Please repeat the listing exactly, starting at its first line and stopping after the line that contains "obtained, so it".

___ SOURCE DATA

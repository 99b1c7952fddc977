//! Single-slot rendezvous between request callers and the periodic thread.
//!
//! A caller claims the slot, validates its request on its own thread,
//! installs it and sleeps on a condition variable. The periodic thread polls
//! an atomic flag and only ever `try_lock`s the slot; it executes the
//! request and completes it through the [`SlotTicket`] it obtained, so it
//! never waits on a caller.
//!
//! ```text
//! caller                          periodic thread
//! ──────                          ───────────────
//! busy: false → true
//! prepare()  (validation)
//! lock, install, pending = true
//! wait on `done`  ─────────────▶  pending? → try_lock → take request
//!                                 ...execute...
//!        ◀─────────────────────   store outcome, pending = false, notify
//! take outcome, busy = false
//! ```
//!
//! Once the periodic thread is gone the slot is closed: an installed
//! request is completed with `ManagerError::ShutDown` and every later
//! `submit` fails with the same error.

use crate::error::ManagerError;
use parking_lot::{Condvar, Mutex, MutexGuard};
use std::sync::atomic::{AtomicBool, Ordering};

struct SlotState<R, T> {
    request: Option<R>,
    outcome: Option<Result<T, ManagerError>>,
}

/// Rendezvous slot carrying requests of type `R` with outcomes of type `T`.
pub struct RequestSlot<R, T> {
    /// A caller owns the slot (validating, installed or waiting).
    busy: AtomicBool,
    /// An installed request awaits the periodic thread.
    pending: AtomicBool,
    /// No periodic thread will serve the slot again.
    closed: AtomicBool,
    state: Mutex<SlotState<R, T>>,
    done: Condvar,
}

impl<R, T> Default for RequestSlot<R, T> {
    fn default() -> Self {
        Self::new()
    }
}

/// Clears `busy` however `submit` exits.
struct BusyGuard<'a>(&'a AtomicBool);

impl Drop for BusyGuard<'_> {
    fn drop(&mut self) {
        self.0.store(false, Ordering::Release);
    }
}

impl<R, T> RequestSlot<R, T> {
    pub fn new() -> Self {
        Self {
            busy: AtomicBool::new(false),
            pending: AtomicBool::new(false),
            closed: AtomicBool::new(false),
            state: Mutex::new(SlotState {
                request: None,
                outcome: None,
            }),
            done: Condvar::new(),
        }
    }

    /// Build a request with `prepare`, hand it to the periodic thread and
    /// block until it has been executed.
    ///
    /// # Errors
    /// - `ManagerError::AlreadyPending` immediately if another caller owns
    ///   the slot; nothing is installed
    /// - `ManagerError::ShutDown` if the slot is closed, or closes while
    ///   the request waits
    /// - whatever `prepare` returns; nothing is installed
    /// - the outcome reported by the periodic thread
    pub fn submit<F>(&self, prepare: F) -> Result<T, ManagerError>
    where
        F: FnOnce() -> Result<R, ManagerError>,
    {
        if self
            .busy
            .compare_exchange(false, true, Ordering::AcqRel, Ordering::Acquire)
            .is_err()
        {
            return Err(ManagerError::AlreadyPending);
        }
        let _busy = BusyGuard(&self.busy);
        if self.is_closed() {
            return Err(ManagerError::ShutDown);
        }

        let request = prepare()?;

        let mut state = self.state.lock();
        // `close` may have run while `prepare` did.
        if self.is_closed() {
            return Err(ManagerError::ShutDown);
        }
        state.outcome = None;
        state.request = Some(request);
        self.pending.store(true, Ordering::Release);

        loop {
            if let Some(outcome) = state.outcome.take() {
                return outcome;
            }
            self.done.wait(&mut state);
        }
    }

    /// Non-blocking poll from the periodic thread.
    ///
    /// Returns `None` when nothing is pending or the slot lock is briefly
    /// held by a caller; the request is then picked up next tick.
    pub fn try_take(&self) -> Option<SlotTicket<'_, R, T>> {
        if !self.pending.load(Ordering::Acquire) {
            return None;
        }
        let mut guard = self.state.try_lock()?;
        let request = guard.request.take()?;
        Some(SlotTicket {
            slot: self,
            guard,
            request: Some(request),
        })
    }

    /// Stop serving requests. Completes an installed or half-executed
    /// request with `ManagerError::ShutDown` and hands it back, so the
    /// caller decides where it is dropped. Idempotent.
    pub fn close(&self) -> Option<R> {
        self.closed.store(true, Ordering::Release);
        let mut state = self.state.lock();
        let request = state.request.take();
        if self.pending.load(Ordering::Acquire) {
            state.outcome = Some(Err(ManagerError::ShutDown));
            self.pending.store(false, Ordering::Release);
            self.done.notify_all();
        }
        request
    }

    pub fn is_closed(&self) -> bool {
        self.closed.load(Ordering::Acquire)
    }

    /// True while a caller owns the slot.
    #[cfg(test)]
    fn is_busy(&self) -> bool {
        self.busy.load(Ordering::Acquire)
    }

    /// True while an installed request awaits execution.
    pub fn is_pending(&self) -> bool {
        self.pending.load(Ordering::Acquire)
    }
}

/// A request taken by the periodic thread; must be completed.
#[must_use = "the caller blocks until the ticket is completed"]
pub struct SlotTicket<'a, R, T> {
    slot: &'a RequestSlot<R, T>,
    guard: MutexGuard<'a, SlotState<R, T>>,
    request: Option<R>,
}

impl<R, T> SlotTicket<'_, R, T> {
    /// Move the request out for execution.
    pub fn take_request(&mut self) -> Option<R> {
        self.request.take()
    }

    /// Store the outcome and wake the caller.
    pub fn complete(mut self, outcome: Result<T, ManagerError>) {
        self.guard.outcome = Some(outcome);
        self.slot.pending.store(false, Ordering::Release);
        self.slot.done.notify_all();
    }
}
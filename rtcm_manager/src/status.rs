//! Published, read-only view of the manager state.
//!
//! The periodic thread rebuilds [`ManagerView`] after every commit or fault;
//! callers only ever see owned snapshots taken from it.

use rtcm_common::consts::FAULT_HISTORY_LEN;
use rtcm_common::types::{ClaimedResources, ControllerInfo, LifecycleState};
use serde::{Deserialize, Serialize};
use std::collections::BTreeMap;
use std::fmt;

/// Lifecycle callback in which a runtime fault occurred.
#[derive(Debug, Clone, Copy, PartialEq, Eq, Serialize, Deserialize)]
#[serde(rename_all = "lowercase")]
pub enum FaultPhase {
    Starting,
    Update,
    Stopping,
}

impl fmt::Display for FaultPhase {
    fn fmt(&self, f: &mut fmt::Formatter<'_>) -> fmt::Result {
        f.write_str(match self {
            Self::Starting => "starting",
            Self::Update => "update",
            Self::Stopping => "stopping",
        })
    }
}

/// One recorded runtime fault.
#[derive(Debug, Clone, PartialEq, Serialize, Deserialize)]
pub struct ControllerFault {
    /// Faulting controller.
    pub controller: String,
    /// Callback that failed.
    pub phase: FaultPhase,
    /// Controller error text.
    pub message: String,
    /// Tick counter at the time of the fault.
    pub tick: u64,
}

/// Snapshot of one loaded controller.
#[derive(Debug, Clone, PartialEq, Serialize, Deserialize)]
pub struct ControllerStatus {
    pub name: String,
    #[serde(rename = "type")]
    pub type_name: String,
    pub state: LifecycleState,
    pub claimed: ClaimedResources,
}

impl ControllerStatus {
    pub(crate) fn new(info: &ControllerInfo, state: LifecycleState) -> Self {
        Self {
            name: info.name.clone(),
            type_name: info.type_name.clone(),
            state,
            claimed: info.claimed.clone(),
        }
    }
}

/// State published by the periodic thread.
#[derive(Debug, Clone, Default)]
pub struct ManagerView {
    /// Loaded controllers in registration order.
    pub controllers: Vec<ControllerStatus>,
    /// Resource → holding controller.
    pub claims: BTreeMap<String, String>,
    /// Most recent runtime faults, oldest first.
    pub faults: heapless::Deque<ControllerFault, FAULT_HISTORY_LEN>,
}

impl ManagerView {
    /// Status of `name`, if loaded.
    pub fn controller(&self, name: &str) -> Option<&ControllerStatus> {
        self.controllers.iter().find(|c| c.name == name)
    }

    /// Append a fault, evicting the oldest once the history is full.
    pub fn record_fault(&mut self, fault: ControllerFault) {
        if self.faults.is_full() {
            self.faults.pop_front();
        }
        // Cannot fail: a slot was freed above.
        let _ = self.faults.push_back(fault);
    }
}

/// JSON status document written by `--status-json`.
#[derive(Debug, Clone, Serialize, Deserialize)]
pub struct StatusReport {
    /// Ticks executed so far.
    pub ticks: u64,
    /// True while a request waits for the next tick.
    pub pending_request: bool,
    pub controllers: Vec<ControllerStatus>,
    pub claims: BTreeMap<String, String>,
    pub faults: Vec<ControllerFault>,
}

______

= SOLUTION FOR THIS PROBLEM =
repository 99b1c7952fddc977
//! Single-slot rendezvous between request callers and the periodic thread.
//!
//! A caller claims the slot, validates its request on its own thread,
//! installs it and sleeps on a condition variable. The periodic thread polls
//! an atomic flag and only ever `try_lock`s the slot; it executes the
//! request and completes it through the [`SlotTicket`] it obtained, so it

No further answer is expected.